**What you should do:** Reproduce the listing below without any change.

**Entries supplied:**
━━━━━━━━━━━━━━━━

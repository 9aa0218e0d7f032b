//! Extension points of a [`crate::ConnectionManager`].

use std::marker::PhantomData;

use secrecy::SecretString;
use serde::de::DeserializeOwned;

use crate::error::{Error, WsError};
use crate::frame::{CloseReason, Payload};

/// Message parser trait for converting inbound payloads to messages.
///
/// May return an empty vec to drop a payload. A parse error is reported through
/// [`EventHandler::on_error`] and leaves the connection open.
///
/// # Example
///
/// ```
/// use resilient_ws::{MessageParser, Payload};
///
/// pub struct UpperParser;
///
/// impl MessageParser<String> for UpperParser {
///     fn parse(&self, payload: &Payload) -> resilient_ws::Result<Vec<String>> {
///         Ok(vec![String::from_utf8_lossy(payload.as_bytes()).to_uppercase()])
///     }
/// }
/// ```
pub trait MessageParser<M>: Send + Sync + 'static {
    fn parse(&self, payload: &Payload) -> crate::Result<Vec<M>>;
}

/// Decodes every inbound payload as JSON.
///
/// A payload that does not decode as a single `M` but is a JSON array is decoded as a batch,
/// yielding one message per element.
pub struct JsonParser<M>(PhantomData<fn() -> M>);

impl<M> JsonParser<M> {
    #[must_use]
    pub const fn new() -> Self {
        Self(PhantomData)
    }
}

impl<M> Default for JsonParser<M> {
    fn default() -> Self {
        Self::new()
    }
}

impl<M: DeserializeOwned + 'static> MessageParser<M> for JsonParser<M> {
    fn parse(&self, payload: &Payload) -> crate::Result<Vec<M>> {
        let bytes = payload.as_bytes();

        match serde_json::from_slice::<M>(bytes) {
            Ok(message) => Ok(vec![message]),
            Err(e) if bytes.trim_ascii_start().starts_with(b"[") => {
                serde_json::from_slice::<Vec<M>>(bytes)
                    .map_err(|_batch| WsError::MessageParse(e).into())
            }
            Err(e) => Err(WsError::MessageParse(e).into()),
        }
    }
}

/// Hands payloads through untouched.
#[expect(
    clippy::exhaustive_structs,
    reason = "Unit parser is passed by name, like `()` for the handler"
)]
#[derive(Debug, Clone, Copy, Default)]
pub struct RawParser;

impl MessageParser<Payload> for RawParser {
    fn parse(&self, payload: &Payload) -> crate::Result<Vec<Payload>> {
        Ok(vec![payload.clone()])
    }
}

/// Lifecycle callbacks. Every method defaults to a no-op.
///
/// Callbacks run on the manager's own task, never concurrently with each other, and never
/// after [`crate::ConnectionManager::close`] has returned.
pub trait EventHandler<M>: Send + 'static {
    /// The channel opened; queued payloads were already flushed.
    fn on_open(&mut self) {}

    fn on_message(&mut self, message: M) {
        _ = message;
    }

    fn on_close(&mut self, reason: &CloseReason) {
        _ = reason;
    }

    fn on_error(&mut self, error: &Error) {
        _ = error;
    }
}

impl<M> EventHandler<M> for () {}

/// Capability to fetch the current connection token.
///
/// `None` means the token is not available yet; connecting is deferred and retried.
pub trait CredentialLookup: Send + Sync + 'static {
    fn token(&self) -> Option<SecretString>;
}

impl<F> CredentialLookup for F
where
    F: Fn() -> Option<SecretString> + Send + Sync + 'static,
{
    fn token(&self) -> Option<SecretString> {
        self()
    }
}

#[cfg(test)]
mod tests {
    use serde::Deserialize;

    use super::*;
    use crate::error::Kind;

    #[derive(Debug, Deserialize, PartialEq)]
    struct Tick {
        price: u32,
    }

    #[test]
    fn json_parser_decodes_single_object() {
        let parser = JsonParser::<Tick>::new();

        let messages = parser.parse(&Payload::from(r#"{"price": 5}"#)).unwrap();
        assert_eq!(messages, vec![Tick { price: 5 }]);
    }

    #[test]
    fn json_parser_splits_arrays_into_batches() {
        let parser = JsonParser::<Tick>::new();

        let messages = parser
            .parse(&Payload::from(r#" [{"price": 1}, {"price": 2}]"#))
            .unwrap();
        assert_eq!(messages, vec![Tick { price: 1 }, Tick { price: 2 }]);
    }

    #[test]
    fn json_parser_keeps_arrays_whole_for_values() {
        let parser = JsonParser::<serde_json::Value>::new();

        let messages = parser.parse(&Payload::from("[1, 2]")).unwrap();
        assert_eq!(messages, vec![serde_json::json!([1, 2])]);
    }

    #[test]
    fn json_parser_reports_malformed_payload() {
        let parser = JsonParser::<Tick>::new();

        let error = parser.parse(&Payload::from("pong")).unwrap_err();
        assert_eq!(error.kind(), Kind::WebSocket);
        assert!(matches!(
            error.downcast_ref::<WsError>(),
            Some(WsError::MessageParse(_))
        ));
    }

    #[test]
    fn closures_are_credential_lookups() {
        let lookup = || Some(SecretString::from("token"));

        assert!(lookup.token().is_some());
    }
}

━━━━━━━━━━━━━━━━

**Written answer:**
repository 9aa0218e0d7f032b
//! Extension points of a [`crate::ConnectionManager`].

use std::marker::PhantomData;

use secrecy::SecretString;
use serde::de::DeserializeOwned;

use crate::error::{Error, WsError};
use crate::frame::{CloseReason, Payload};

/// Message parser trait for converting inbound payloads to messages.
///
/// May return an empty vec to drop a payload. A parse error is reported through
/// [`EventHandler::on_error`] and leaves the connection open.
///
/// # Example
///
/// ```
/// use resilient_ws::{MessageParser, Payload};
///
/// pub struct UpperParser;
///
/// impl MessageParser<String> for UpperParser {
///     fn parse(&self, payload: &Payload) -> resilient_ws::Result<Vec<String>> {
///         Ok(vec![String::from_utf8_lossy(payload.as_bytes()).to_uppercase()])
///     }
/// }
/// ```
pub trait MessageParser<M>: Send + Sync + 'static {
    fn parse(&self, payload: &Payload) -> crate::Result<Vec<M>>;
}

/// Decodes every inbound payload as JSON.
///
/// A payload that does not decode as a single `M` but is a JSON array is decoded as a batch,
/// yielding one message per element.
pub struct JsonParser<M>(PhantomData<fn() -> M>);

impl<M> JsonParser<M> {
    #[must_use]
    pub const fn new() -> Self {
        Self(PhantomData)
    }
}

impl<M> Default for JsonParser<M> {
    fn default() -> Self {
        Self::new()
    }
}

impl<M: DeserializeOwned + 'static> MessageParser<M> for JsonParser<M> {
    fn parse(&self, payload: &Payload) -> crate::Result<Vec<M>> {
        let bytes = payload.as_bytes();

        match serde_json::from_slice::<M>(bytes) {
            Ok(message) => Ok(vec![message]),
            Err(e) if bytes.trim_ascii_start().starts_with(b"[") => {
                serde_json::from_slice::<Vec<M>>(bytes)
                    .map_err(|_batch| WsError::MessageParse(e).into())
            }
            Err(e) => Err(WsError::MessageParse(e).into()),
        }
    }
}

/// Hands payloads through untouched.
#[expect(
    clippy::exhaustive_structs,
    reason = "Unit parser is passed by name, like `()` for the handler"
)]
#[derive(Debug, Clone, Copy, Default)]
pub struct RawParser;

impl MessageParser<Payload> for RawParser {
    fn parse(&self, payload: &Payload) -> crate::Result<Vec<Payload>> {
        Ok(vec![payload.clone()])
    }
}

/// Lifecycle callbacks. Every method defaults to a no-op.
///
/// Callbacks run on the manager's own task, never concurrently with each other, and never
/// after [`crate::ConnectionManager::close`] has returned.
pub trait EventHandler<M>: Send + 'static {
    /// The channel opened; queued payloads were already flushed.
    fn on_open(&mut self) {}

    fn on_message(&mut self, message: M) {
        _ = message;
    }

    fn on_close(&mut self, reason: &CloseReason) {
        _ = reason;
    }

    fn on_error(&mut self, error: &Error) {
        _ = error;
    }
}

impl<M> EventHandler<M> for () {}

/// Capability to fetch the current connection token.
///
/// `None` means the token is not available yet; connecting is deferred and retried.
pub trait CredentialLookup: Send + Sync + 'static {
    fn token(&self) -> Option<SecretString>;
}

impl<F> CredentialLookup for F
where
    F: Fn() -> Option<SecretString> + Send + Sync + 'static,
{
    fn token(&self) -> Option<SecretString> {
        self()
    }
}

#[cfg(test)]
mod tests {
    use serde::Deserialize;

    use super::*;
    use crate::error::Kind;

    #[derive(Debug, Deserialize, PartialEq)]
    struct Tick {
        price: u32,
    }

    #[test]
    fn json_parser_decodes_single_object() {
        let parser = JsonParser::<Tick>::new();

        let messages = parser.parse(&Payload::from(r#"{"price": 5}"#)).unwrap();
        assert_eq!(messages, vec![Tick { price: 5 }]);
    }

    #[test]
    fn json_parser_splits_arrays_into_batches() {
        let parser = JsonParser::<Tick>::new();

        let messages = parser
            .parse(&Payload::from(r#" [{"price": 1}, {"price": 2}]"#))
            .unwrap();
        assert_eq!(messages, vec![Tick { price: 1 }, Tick { price: 2 }]);
    }

    #[test]
    fn json_parser_keeps_arrays_whole_for_values() {
        let parser = JsonParser::<serde_json::Value>::new();

        let messages = parser.parse(&Payload::from("[1, 2]")).unwrap();
        assert_eq!(messages, vec![serde_json::json!([1, 2])]);
    }

    #[test]
    fn json_parser_reports_malformed_payload() {
        let parser = JsonParser::<Tick>::new();

        let error = parser.parse(&Payload::from("pong")).unwrap_err();
        assert_eq!(error.kind(), Kind::WebSocket);
        assert!(matches!(
            error.downcast_ref::<WsError>(),
            Some(WsError::MessageParse(_))
        ));
    }

    #[test]
    fn closures_are_credential_lookups() {
        let lookup = || Some(SecretString::from("token"));

        assert!(lookup.token().is_some());
    }
}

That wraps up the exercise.